**WORK REQUIRED**
From the line containing "let id = registry" onward, retype each line of the entries below exactly, last line included.

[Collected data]
○ ○ ○ ○

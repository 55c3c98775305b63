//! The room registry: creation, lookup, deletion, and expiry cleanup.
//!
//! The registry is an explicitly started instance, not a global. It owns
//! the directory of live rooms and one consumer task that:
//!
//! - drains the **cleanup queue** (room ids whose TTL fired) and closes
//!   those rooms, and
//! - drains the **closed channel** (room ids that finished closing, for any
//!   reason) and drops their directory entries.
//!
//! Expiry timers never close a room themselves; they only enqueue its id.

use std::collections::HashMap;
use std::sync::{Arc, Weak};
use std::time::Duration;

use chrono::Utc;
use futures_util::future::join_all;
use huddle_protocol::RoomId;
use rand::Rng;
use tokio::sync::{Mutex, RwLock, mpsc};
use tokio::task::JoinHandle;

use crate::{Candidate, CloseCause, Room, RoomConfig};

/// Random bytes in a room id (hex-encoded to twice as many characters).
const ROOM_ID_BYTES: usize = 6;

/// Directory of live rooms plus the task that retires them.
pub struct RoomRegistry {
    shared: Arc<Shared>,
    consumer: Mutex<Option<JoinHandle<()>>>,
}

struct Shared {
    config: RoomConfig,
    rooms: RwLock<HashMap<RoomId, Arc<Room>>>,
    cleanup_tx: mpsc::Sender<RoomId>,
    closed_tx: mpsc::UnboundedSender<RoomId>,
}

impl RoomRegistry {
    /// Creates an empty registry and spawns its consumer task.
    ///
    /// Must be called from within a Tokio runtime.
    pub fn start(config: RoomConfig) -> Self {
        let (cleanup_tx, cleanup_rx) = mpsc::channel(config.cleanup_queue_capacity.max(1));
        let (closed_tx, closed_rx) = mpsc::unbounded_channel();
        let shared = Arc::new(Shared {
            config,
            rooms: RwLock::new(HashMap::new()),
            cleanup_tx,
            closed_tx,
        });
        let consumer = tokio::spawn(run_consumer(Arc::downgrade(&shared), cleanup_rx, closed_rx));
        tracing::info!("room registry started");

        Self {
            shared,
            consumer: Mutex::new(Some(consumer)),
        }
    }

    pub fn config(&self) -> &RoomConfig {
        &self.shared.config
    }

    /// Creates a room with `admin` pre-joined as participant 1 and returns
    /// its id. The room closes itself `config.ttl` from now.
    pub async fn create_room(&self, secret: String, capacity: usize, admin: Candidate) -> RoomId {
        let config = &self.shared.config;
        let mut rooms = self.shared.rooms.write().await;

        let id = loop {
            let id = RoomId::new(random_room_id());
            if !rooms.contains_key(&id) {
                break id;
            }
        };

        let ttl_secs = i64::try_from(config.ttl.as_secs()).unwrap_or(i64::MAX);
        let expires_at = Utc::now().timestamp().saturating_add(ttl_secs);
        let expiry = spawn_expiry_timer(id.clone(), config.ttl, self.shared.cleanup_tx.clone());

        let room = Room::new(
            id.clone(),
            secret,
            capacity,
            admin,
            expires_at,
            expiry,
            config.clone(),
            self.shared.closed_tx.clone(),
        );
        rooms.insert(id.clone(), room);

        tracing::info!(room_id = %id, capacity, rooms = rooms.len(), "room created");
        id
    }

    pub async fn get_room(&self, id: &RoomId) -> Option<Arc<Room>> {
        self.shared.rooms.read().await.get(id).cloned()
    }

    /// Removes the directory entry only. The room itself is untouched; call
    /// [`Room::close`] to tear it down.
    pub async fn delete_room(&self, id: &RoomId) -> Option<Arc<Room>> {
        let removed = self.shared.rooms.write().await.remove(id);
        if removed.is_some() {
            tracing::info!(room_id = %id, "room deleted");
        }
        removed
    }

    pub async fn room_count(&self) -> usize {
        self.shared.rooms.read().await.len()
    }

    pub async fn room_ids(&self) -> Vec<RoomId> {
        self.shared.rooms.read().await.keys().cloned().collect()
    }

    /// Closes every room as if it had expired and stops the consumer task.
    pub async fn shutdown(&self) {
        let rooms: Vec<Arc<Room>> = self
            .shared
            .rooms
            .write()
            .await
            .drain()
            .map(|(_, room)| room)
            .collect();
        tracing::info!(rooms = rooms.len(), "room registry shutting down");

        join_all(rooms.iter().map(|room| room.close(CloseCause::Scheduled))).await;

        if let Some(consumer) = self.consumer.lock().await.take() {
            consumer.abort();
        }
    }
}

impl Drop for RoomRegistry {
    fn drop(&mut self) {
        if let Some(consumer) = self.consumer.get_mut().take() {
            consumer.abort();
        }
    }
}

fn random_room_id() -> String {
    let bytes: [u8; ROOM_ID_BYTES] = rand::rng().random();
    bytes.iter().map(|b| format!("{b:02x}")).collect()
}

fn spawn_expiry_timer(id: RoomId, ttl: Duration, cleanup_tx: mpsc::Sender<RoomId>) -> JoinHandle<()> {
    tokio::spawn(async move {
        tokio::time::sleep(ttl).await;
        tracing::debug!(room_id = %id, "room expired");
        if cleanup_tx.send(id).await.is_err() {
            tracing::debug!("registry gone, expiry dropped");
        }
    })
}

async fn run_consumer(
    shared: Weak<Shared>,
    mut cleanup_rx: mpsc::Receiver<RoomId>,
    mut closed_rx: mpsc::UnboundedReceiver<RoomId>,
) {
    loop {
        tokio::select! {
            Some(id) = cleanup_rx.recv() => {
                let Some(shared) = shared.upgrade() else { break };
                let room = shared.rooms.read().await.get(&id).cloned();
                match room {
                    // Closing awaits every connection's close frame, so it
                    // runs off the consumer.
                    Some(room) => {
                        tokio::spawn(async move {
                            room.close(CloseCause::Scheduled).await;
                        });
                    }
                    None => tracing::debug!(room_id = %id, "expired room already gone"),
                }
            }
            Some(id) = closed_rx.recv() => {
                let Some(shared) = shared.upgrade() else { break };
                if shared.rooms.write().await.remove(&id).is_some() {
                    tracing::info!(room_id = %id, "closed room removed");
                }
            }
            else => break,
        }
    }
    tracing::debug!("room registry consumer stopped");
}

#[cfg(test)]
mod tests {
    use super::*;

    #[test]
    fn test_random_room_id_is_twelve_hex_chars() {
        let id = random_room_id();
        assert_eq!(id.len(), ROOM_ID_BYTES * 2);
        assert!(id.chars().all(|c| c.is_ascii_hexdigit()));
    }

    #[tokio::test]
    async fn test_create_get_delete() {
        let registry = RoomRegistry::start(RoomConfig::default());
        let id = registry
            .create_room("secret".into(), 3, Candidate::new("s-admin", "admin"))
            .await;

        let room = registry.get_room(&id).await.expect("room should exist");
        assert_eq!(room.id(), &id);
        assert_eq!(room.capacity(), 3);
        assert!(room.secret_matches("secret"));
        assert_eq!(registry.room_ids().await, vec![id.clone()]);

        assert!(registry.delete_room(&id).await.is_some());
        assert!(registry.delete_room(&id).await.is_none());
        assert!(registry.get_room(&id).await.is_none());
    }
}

○ ○ ○ ○

**TASK RESULT**
        let id = registry
            .create_room("secret".into(), 3, Candidate::new("s-admin", "admin"))
            .await;

        let room = registry.get_room(&id).await.expect("room should exist");
        assert_eq!(room.id(), &id);
        assert_eq!(room.capacity(), 3);
        assert!(room.secret_matches("secret"));
        assert_eq!(registry.room_ids().await, vec![id.clone()]);

        assert!(registry.delete_room(&id).await.is_some());
        assert!(registry.delete_room(&id).await.is_none());
        assert!(registry.get_room(&id).await.is_none());
    }
}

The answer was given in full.